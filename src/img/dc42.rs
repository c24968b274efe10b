//! ## Support for DiskCopy 4.2 images
//!
//! A DiskCopy 4.2 image is an 84 byte big-endian header, followed by the sector data in
//! ProDOS block order, followed by the tag bytes (if any).  The header carries a checksum for
//! the data and another for the tags.

use binrw::{BinRead,BinWrite};
use log::{debug,info,error};
use crate::img;
use super::{dsk,ByteSource,Envelope,Hints,NormalizedImage};
use crate::{DiskStruct,DYNERR};

pub const HEADER_LEN: usize = 84;
const PRIVATE: u16 = 0x0100;
const MAX_NAME_LEN: u8 = 63;
/// bytes at the start of the tags that are left out of the tag checksum
const TAG_CHECKSUM_SKIP: usize = 12;

pub fn file_extensions() -> Vec<String> {
    vec!["dc".to_string(),"dc42".to_string(),"image".to_string()]
}

#[derive(BinRead,BinWrite,Clone)]
#[brw(big)]
pub struct Header {
    name_len: u8,
    name: [u8;63],
    data_size: u32,
    tag_size: u32,
    data_checksum: u32,
    tag_checksum: u32,
    disk_format: u8,
    format_byte: u8,
    private: u16
}

pub struct Dc42 {
    header: Header,
    tags: Vec<u8>
}

/// Add each big-endian word and rotate right
pub fn checksum(buf: &[u8]) -> u32 {
    let mut sum: u32 = 0;
    for pair in buf.chunks(2) {
        let word = match pair.len() {
            2 => u16::from_be_bytes([pair[0],pair[1]]),
            _ => (pair[0] as u16) << 8
        };
        sum = sum.wrapping_add(word as u32).rotate_right(1);
    }
    sum
}

fn tag_checksum(tags: &[u8]) -> u32 {
    match tags.len() > TAG_CHECKSUM_SKIP {
        true => checksum(&tags[TAG_CHECKSUM_SKIP..]),
        false => 0
    }
}

impl Dc42 {
    /// Image name stored in the header
    pub fn name(&self) -> String {
        let len = usize::min(self.header.name_len as usize,MAX_NAME_LEN as usize);
        String::from_utf8_lossy(&self.header.name[0..len]).to_string()
    }
    /// Returns `Ok(None)` if the bytes do not look like DiskCopy 4.2.  If they do, but the data
    /// size is not whole blocks, or a checksum fails verification, the image is rejected with an error.
    pub fn unwrap(buf: &[u8],verify_checksums: bool) -> Result<Option<NormalizedImage>,DYNERR> {
        if buf.len() < HEADER_LEN {
            return Ok(None);
        }
        let header = Header::from_bytes(&buf[0..HEADER_LEN])?;
        if header.private != PRIVATE || header.name_len > MAX_NAME_LEN {
            debug!("DiskCopy signature not found");
            return Ok(None);
        }
        let data_size = header.data_size as usize;
        let tag_size = header.tag_size as usize;
        if HEADER_LEN + data_size + tag_size != buf.len() {
            debug!("DiskCopy sizes do not add up to file length");
            return Ok(None);
        }
        if data_size==0 || data_size % 512 != 0 {
            error!("DiskCopy data size {} is not a whole number of blocks",data_size);
            return Err(Box::new(img::Error::ContainerFormat));
        }
        let data = &buf[HEADER_LEN..HEADER_LEN+data_size];
        let tags = buf[HEADER_LEN+data_size..].to_vec();
        if verify_checksums {
            if checksum(data) != header.data_checksum {
                error!("DiskCopy data checksum mismatch");
                return Err(Box::new(img::Error::ContainerFormat));
            }
            if tag_checksum(&tags) != header.tag_checksum {
                error!("DiskCopy tag checksum mismatch");
                return Err(Box::new(img::Error::ContainerFormat));
            }
        }
        let orders = dsk::block_orders(data_size);
        if orders.is_empty() {
            error!("DiskCopy data size {} is not supported",data_size);
            return Err(Box::new(img::Error::ContainerFormat));
        }
        let dc = Self { header, tags };
        info!("DiskCopy image name: {}",dc.name());
        Ok(Some(NormalizedImage {
            envelope: Envelope::DiskCopy(dc),
            source: ByteSource::new(data.to_vec()),
            hints: Hints {
                disk_copy: true,
                ..Hints::default()
            },
            orders
        }))
    }
    /// Wrap a block ordered payload with the header and tags, checksums are recomputed
    pub fn wrap(&self,payload: &[u8]) -> Result<Vec<u8>,DYNERR> {
        let mut header = self.header.clone();
        header.data_size = payload.len() as u32;
        header.data_checksum = checksum(payload);
        header.tag_checksum = tag_checksum(&self.tags);
        let mut ans = header.to_bytes()?;
        ans.extend_from_slice(payload);
        ans.extend_from_slice(&self.tags);
        Ok(ans)
    }
    /// Create the envelope for a new image with no tags
    pub fn create(name: &str,payload_len: usize) -> Self {
        let mut fname = [0;63];
        let bytes: Vec<u8> = name.bytes().take(MAX_NAME_LEN as usize).collect();
        fname[0..bytes.len()].copy_from_slice(&bytes);
        Self {
            header: Header {
                name_len: bytes.len() as u8,
                name: fname,
                data_size: payload_len as u32,
                tag_size: 0,
                data_checksum: 0,
                tag_checksum: 0,
                disk_format: match payload_len { 819200 => 1, _ => 3 },
                format_byte: match payload_len { 819200 => 0x22, _ => 0x24 },
                private: PRIVATE
            },
            tags: Vec::new()
        }
    }
}

#[cfg(test)]
mod test {
    use super::*;

    #[test]
    fn checksum_rotates() {
        assert_eq!(checksum(&[0,1]),0x8000_0000);
        assert_eq!(checksum(&[0,1,0,1]),0x4000_0000 + 0x8000_0000);
        assert_eq!(checksum(&[0;512]),0);
    }

    #[test]
    fn header_is_84_bytes() {
        let dc = Dc42::create("TEST",dsk::SIZE_800K);
        assert_eq!(dc.header.to_bytes().unwrap().len(),HEADER_LEN);
        assert_eq!(dc.name(),"TEST");
    }

    #[test]
    fn wrap_then_unwrap() {
        let mut payload = vec![0;dsk::SIZE_140K];
        payload[1000] = 0x77;
        let dc = Dc42::create("DISK",payload.len());
        let buf = dc.wrap(&payload).unwrap();
        let img = Dc42::unwrap(&buf,true).unwrap().expect("not recognized");
        assert!(img.hints.disk_copy);
        assert_eq!(img.source.as_bytes(),&payload[..]);
        let mut bad = buf.clone();
        bad[HEADER_LEN+5] = 1;
        assert!(Dc42::unwrap(&bad,true).is_err());
        assert!(Dc42::unwrap(&bad,false).unwrap().is_some());
    }
}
───
## [Try it]
Copy out the listing above, line by line and exactly, from its first line to the line holding "let len = usize::min(self.header.name_len", inclusive.

## [Result of this exercise]
filename src/img/dc42.rs
repository c24968b274efe10b
//! ## Support for DiskCopy 4.2 images
//!
//! A DiskCopy 4.2 image is an 84 byte big-endian header, followed by the sector data in
//! ProDOS block order, followed by the tag bytes (if any).  The header carries a checksum for
//! the data and another for the tags.

use binrw::{BinRead,BinWrite};
use log::{debug,info,error};
use crate::img;
use super::{dsk,ByteSource,Envelope,Hints,NormalizedImage};
use crate::{DiskStruct,DYNERR};

pub const HEADER_LEN: usize = 84;
const PRIVATE: u16 = 0x0100;
const MAX_NAME_LEN: u8 = 63;
/// bytes at the start of the tags that are left out of the tag checksum
const TAG_CHECKSUM_SKIP: usize = 12;

pub fn file_extensions() -> Vec<String> {
    vec!["dc".to_string(),"dc42".to_string(),"image".to_string()]
}

#[derive(BinRead,BinWrite,Clone)]
#[brw(big)]
pub struct Header {
    name_len: u8,
    name: [u8;63],
    data_size: u32,
    tag_size: u32,
    data_checksum: u32,
    tag_checksum: u32,
    disk_format: u8,
    format_byte: u8,
    private: u16
}

pub struct Dc42 {
    header: Header,
    tags: Vec<u8>
}

/// Add each big-endian word and rotate right
pub fn checksum(buf: &[u8]) -> u32 {
    let mut sum: u32 = 0;
    for pair in buf.chunks(2) {
        let word = match pair.len() {
            2 => u16::from_be_bytes([pair[0],pair[1]]),
            _ => (pair[0] as u16) << 8
        };
        sum = sum.wrapping_add(word as u32).rotate_right(1);
    }
    sum
}

fn tag_checksum(tags: &[u8]) -> u32 {
    match tags.len() > TAG_CHECKSUM_SKIP {
        true => checksum(&tags[TAG_CHECKSUM_SKIP..]),
        false => 0
    }
}

impl Dc42 {
    /// Image name stored in the header
    pub fn name(&self) -> String {
        let len = usize::min(self.header.name_len as usize,MAX_NAME_LEN as usize);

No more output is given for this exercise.